If I were to start a new project today, what language and environment would I write it in? (Assuming I'm not targetting an environment that makes the choice for me (Android, iOS, browser-side javascript).)
So, let's say I'm doing some data processing or some web serving. I'm writing a command line tool or daemon. I think I'd like it to be portable between my Mac and Linux machines that I own. I'd like to not regret my choice of environment if I'm still using this thing 1-5 years from now.
What's in?
C/C++, Python. I am almost ready to concede adding JavaScript to this list, but I don't actually like the language, though I'm fine with using it when I need to for getting things done in browser UIs. These languages I believe will be solidly supported into the future and remain free of deathspiralling suck. The Python 3 transition is going slowly, but I think it could yet turn out okay. I wish Python had static type checking. C++ has lots of stuff added in the last 10 years that I don't want to use.
What's out?
Java - Oracle seems to be killing it. Damn shame, a few years ago I called it my favorite language.
C# - Microsoft actually made a decent language, I've been using it at work lately, and they did some decent things about pushing it into an open-ish standard.
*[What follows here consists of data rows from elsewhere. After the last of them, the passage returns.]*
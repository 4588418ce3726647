//! Run configuration, fixed before conversion starts.

use crate::converter::ConvertOptions;
use std::path::{Path, PathBuf};

/// Extension of the files we write.
pub const OUTPUT_EXTENSION: &str = "qif";

/// Everything a conversion run needs to know.
#[derive(Debug, Clone, PartialEq, Eq)]
pub struct Config {
    /// CSV file to read
    pub input_path: PathBuf,

    /// QIF file to write
    pub output_path: PathBuf,

    /// Row handling and memo options
    pub options: ConvertOptions,
}

impl Config {
    /// Builds a config, deriving the output path from the input when absent.
    pub fn new(input_path: PathBuf, output_path: Option<PathBuf>, options: ConvertOptions) -> Self {
        let output_path = output_path.unwrap_or_else(|| default_output_path(&input_path));
        Config {
            input_path,
            output_path,
            options,
        }
    }
}

/// The input path with its extension replaced by `.qif`.
pub fn default_output_path(input: &Path) -> PathBuf {
    input.with_extension(OUTPUT_EXTENSION)
}
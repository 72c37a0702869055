use crate::ApiError;

use pm_core::{CoreError, MeasurementMode};
use pm_metrics::MetricsError;

use std::panic::Location;
use std::str::FromStr;

use axum::response::IntoResponse;
use error_location::ErrorLocation;
use http::StatusCode;
use http_body_util::BodyExt;
use uuid::Uuid;

async fn json_body(error: ApiError) -> (StatusCode, serde_json::Value) {
    let response = error.into_response();
    let status = response.status();
    let body = response.into_body().collect().await.unwrap().to_bytes();
    (status, serde_json::from_slice(&body).unwrap())
}

#[tokio::test]
async fn test_not_found_returns_404_with_json_body() {
    let error = ApiError::NotFound {
        message: "Iteration not found".into(),
        location: ErrorLocation::from(Location::caller()),
    };

    let (status, json) = json_body(error).await;

    assert_eq!(status, StatusCode::NOT_FOUND);
    assert_eq!(json["error"]["code"], "NOT_FOUND");
    assert_eq!(json["error"]["message"], "Iteration not found");
    assert!(json["error"].get("field").is_none());
}

#[tokio::test]
async fn test_validation_error_returns_400_with_field() {
    let error = ApiError::validation("count must be between 1 and 50", "count");

    let (status, json) = json_body(error).await;

    assert_eq!(status, StatusCode::BAD_REQUEST);
    assert_eq!(json["error"]["code"], "VALIDATION_ERROR");
    assert_eq!(json["error"]["field"], "count");
}

#[tokio::test]
async fn test_internal_error_returns_500() {
    let error = ApiError::Internal {
        message: "Database operation failed".into(),
        location: ErrorLocation::from(Location::caller()),
    };

    let (status, json) = json_body(error).await;

    assert_eq!(status, StatusCode::INTERNAL_SERVER_ERROR);
    assert_eq!(json["error"]["code"], "INTERNAL_ERROR");
}

#[test]
fn test_uuid_error_converts_to_validation() {
    let uuid_err = Uuid::parse_str("not-a-uuid").unwrap_err();
    let api_err: ApiError = uuid_err.into();

    assert!(matches!(api_err, ApiError::Validation { .. }));
}

#[tokio::test]
async fn test_metrics_not_found_converts_to_404_naming_entity() {
    let id = Uuid::new_v4();
    let api_err: ApiError = MetricsError::not_found("Iteration", id).into();

    let (status, json) = json_body(api_err).await;

    assert_eq!(status, StatusCode::NOT_FOUND);
    assert_eq!(json["error"]["message"], format!("Iteration {} not found", id));
}

#[test]
fn test_metrics_storage_error_converts_to_internal() {
    let api_err: ApiError = MetricsError::storage("disk full").into();

    assert!(matches!(api_err, ApiError::Internal { ref message, .. } if message == "disk full"));
}

#[tokio::test]
async fn test_invalid_mode_converts_to_validation_on_mode_field() {
    let core_err: CoreError = MeasurementMode::from_str("hours").unwrap_err();
    let api_err: ApiError = core_err.into();

    let (status, json) = json_body(api_err).await;

    assert_eq!(status, StatusCode::BAD_REQUEST);
    assert_eq!(json["error"]["field"], "mode");
}
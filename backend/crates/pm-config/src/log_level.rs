use crate::DEFAULT_LOG_LEVEL_STRING;

use std::ops::Deref;
use std::str::FromStr;

use log::LevelFilter;
use serde::{Deserialize, Deserializer};

/// Wrapper for LevelFilter with custom deserialization
#[derive(Debug, Clone, Copy)]
pub struct LogLevel(pub LevelFilter);

impl<'de> Deserialize<'de> for LogLevel {
    fn deserialize<D>(deserializer: D) -> Result<Self, D::Error>
    where
        D: Deserializer<'de>,
    {
        let s = String::deserialize(deserializer)
            .unwrap_or_else(|_| String::from(DEFAULT_LOG_LEVEL_STRING));

        Ok(LogLevel::parse_lenient(&s))
    }
}

impl From<LogLevel> for LevelFilter {
    fn from(log_level: LogLevel) -> Self {
        log_level.0
    }
}

impl Deref for LogLevel {
    type Target = LevelFilter;

    fn deref(&self) -> &Self::Target {
        &self.0
    }
}

impl LogLevel {
    /// Unknown names fall back to Info
    pub fn parse_lenient(s: &str) -> Self {
        match s.to_lowercase().as_str() {
            "off" => LogLevel(LevelFilter::Off),
            "error" => LogLevel(LevelFilter::Error),
            "warn" => LogLevel(LevelFilter::Warn),
            "info" => LogLevel(LevelFilter::Info),
            "debug" => LogLevel(LevelFilter::Debug),
            "trace" => LogLevel(LevelFilter::Trace),
            _ => LogLevel(LevelFilter::Info),
        }
    }
}

impl FromStr for LogLevel {
    type Err = std::convert::Infallible;

    fn from_str(s: &str) -> Result<Self, Self::Err> {
        Ok(Self::parse_lenient(s))
    }
}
But I don't see any compelling reason to use it and I haven't heard that I can rely on the Mono framework to be reliable now and into the future.
PHP, Ruby - I hear nothing but grief about using these. I dislike PHP as a language and an environment. It's amazing that things like mediawiki and drupal are built on it, but I'm disinclined to hack on them because of PHP.
perl. Been there done that. I use Python now.
Any functional language. They make hard what is easy in other languages.
What's left?
Go - Google has a cute little language there. It has my favorite features checked off like: compiled, bounds-checked, and garbage-collected. It's BSD licensed, so no one company can kill it the way Oracle is doing to Java, but I feel like it's not ready yet. Also it's a kinda weird little language and there are a few major language features that I feel if go had them I would be much more productive when using it. Another major language revision, and some growth in the community library support, and hopefully it'll be better a year from now.